POR PAN EUROPE
A Agência Europeia de Produtos Químicos (ECHA) classificou oficialmente o ácido trifluoroacético (TFA) como tóxico para a reprodução (Categoria 1B), concluindo que “pode prejudicar o bebê ainda não nascido” e é “suspeito de prejudicar a fertilidade” [1]. A PAN Europa insta as autoridades europeias a agirem imediatamente e banir todos os agrotóxicos que contenham PFAS (i.e., Substâncias Per e Polifluoroalquiladas) que liberem TFA no meio ambiente.
O TFA é um PFAS persistente – um ‘químico eterno’ – e o contaminante mais difundido nos recursos hídricos, alimentos e meio ambiente da Europa. Também é um produto direto de decomposição de quase todos os agrotóxicos PFAS. A conclusão da ECHA sobre a toxicidade da TFA confirma o que cientistas e a sociedade civil alertaram nos últimos dois anos: a TFA é uma ameaça de fronteira planetária e ações vinculativas para reduzir as emissões são urgentes [2].
“A decisão anunciada confirma o que venhamos alertando desde 2023: a TFA não é um metabólito inofensivo de PFAS. Pode ser tóxico para os humanos e o dano é maior durante os períodos mais vulneráveis da vida — gravidez e primeira infância”, disse a Dra. Angeliki Lysimachou, chefe de Ciência e Políticas da PAN Europe
A classificação segue uma avaliação científica abrangente apresentada na 77ª reunião do Comitê de Avaliação de Riscos (RAC) da ECHA na semana passada, sobre a proposta de classificação de perigo da TFA [3]. As conclusões do RAC baseiam-se em evidências que mostram danos ao desenvolvimento em filhotes de animais de laboratório após exposição pré-natal a TFA: malformações oculares e esqueléticas em coelhos; efeitos do sistema imunológico e da tireoide em ratos; Indicações de efeitos na qualidade do esperma. O RAC também classificou a TFA como móvel, persistente e tóxica, um perigo sério para o meio ambiente.
A PAN Europe participou das discussões do RAC como observadora e elogia os especialistas por sua avaliação rigorosa.
“Aplaudimos o comitê RAC por sua avaliação rigorosa, objetiva e independente. As evidências foram cuidadosamente examinadas e a justificativa científica foi do mais alto padrão, como deveria ser em um comitê tão importante”, disse o Dr.

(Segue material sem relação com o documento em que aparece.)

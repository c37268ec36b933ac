//! Route table of the dashboard and what the layout shows for each route.

/// Top-level views reachable by URL.
#[derive(Debug, Clone, Copy, PartialEq, Eq, Hash)]
pub enum AppRoute {
    Home,
    Orders,
}

/// Sidebar entries that can be highlighted as active.
#[derive(Debug, Clone, Copy, PartialEq, Eq, Hash)]
pub enum SidebarItem {
    Default,
    Ecommerce,
}

impl AppRoute {
    pub fn path(&self) -> &'static str {
        match self {
            AppRoute::Home => "/",
            AppRoute::Orders => "/orders",
        }
    }

    /// Resolves a location pathname; a trailing slash is ignored.
    ///
    /// `/orders/` resolves to `Orders`, unlike an exact
    /// `pathname == "/orders"` check, which would give it the home layout.
    pub fn from_path(path: &str) -> Option<Self> {
        let trimmed = path.trim_end_matches('/');
        match trimmed {
            "" => Some(AppRoute::Home),
            "/orders" => Some(AppRoute::Orders),
            _ => None,
        }
    }

    /// Breadcrumb shown in the top bar.
    pub fn page_title(&self) -> &'static str {
        match self {
            AppRoute::Home => "Dashboards / Default",
            AppRoute::Orders => "Dashboards / eCommerce",
        }
    }

    pub fn sidebar_item(&self) -> SidebarItem {
        match self {
            AppRoute::Home => SidebarItem::Default,
            AppRoute::Orders => SidebarItem::Ecommerce,
        }
    }

    /// The notification panel is part of the home layout only.
    pub fn shows_notification_panel(&self) -> bool {
        matches!(self, AppRoute::Home)
    }

    pub fn all() -> [AppRoute; 2] {
        [AppRoute::Home, AppRoute::Orders]
    }
}

/// Layout decisions for an arbitrary pathname. Unknown paths use the home
/// layout, which is what the shell falls back to around the "not found" view.
pub fn layout_for_path(path: &str) -> AppRoute {
    AppRoute::from_path(path).unwrap_or(AppRoute::Home)
}

#[cfg(test)]
mod tests {
    use super::*;

    #[test]
    fn test_from_path() {
        assert_eq!(AppRoute::from_path("/"), Some(AppRoute::Home));
        assert_eq!(AppRoute::from_path(""), Some(AppRoute::Home));
        assert_eq!(AppRoute::from_path("/orders"), Some(AppRoute::Orders));
        assert_eq!(AppRoute::from_path("/orders/"), Some(AppRoute::Orders));
        assert_eq!(AppRoute::from_path("/customers"), None);
    }

    #[test]
    fn test_trailing_slash_keeps_orders_layout() {
        let route = layout_for_path("/orders/");
        assert_eq!(route.page_title(), "Dashboards / eCommerce");
        assert!(!route.shows_notification_panel());
        assert_eq!(layout_for_path("//"), AppRoute::Home);
    }

    #[test]
    fn test_path_round_trips_for_every_route() {
        for route in AppRoute::all() {
            assert_eq!(AppRoute::from_path(route.path()), Some(route));
        }
    }

    #[test]
    fn test_orders_layout() {
        let route = layout_for_path("/orders");
        assert_eq!(route.page_title(), "Dashboards / eCommerce");
        assert_eq!(route.sidebar_item(), SidebarItem::Ecommerce);
        assert!(!route.shows_notification_panel());
    }

    #[test]
    fn test_home_layout() {
        let route = layout_for_path("/");
        assert_eq!(route.page_title(), "Dashboards / Default");
        assert_eq!(route.sidebar_item(), SidebarItem::Default);
        assert!(route.shows_notification_panel());

        assert_eq!(layout_for_path("/unknown"), AppRoute::Home);
    }
}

Peter Clausing, toxicologista sênior da PAN Alemanha, que participou das discussões do RAC junto com a PAN Europe.
O resultado valida o próprio trabalho científico da PAN Europe, que analisou os mesmos estudos com animais e chegou a conclusões semelhantes. Em seu relatório Manufacturing Doubt, a PAN Europe critica como a indústria minimizou sistematicamente essas descobertas [4]. A rejeição do RAC à posição da indústria é muito bem-vinda.
A PAN Europe e sua rede documentaram repetidamente a ampla contaminação por TFA em toda a Europa, ligada ao uso de agrotóxicos PFAS, detectando a substância em rios, águas subterrâneas, água potável, águas minerais, vinhos e produtos alimentícios, com concentrações continuando a aumentar [5].
Atualmente, a EFSA está avaliando um valor de orientação baseado em saúde para níveis seguros de exposição à TFA – um processo que a rede da PAN Europe criticou por ser insuficientemente protetor [6]. Mas nenhum limiar seguro pode substituir a parada da contaminação na fonte: nas taxas atuais de aumento, a exposição atingirá níveis prejudiciais independentemente de onde o limite esteja definido.
A classificação tem implicações regulatórias diretas. Segundo a legislação da UE sobre pesticidas, substâncias que contaminam as águas subterrâneas com metabólitos de preocupação toxicológica não podem permanecer autorizadas nem ser reaprovadas.
“A toxicidade do TFA agora está além de qualquer dúvida. Cada ano de atraso significa mais poluição que as futuras gerações terão que suportar. A lei dos agrotóxicos é clara: os formuladores de políticas em nível da UE e dos Estados-Membros agora são legalmente obrigados a proibir todos os agrotóxicos PFAS e substâncias emissoras de TFA – sem demora”, disse Salomé Roynel, Oficial de Políticas da PAN Europa.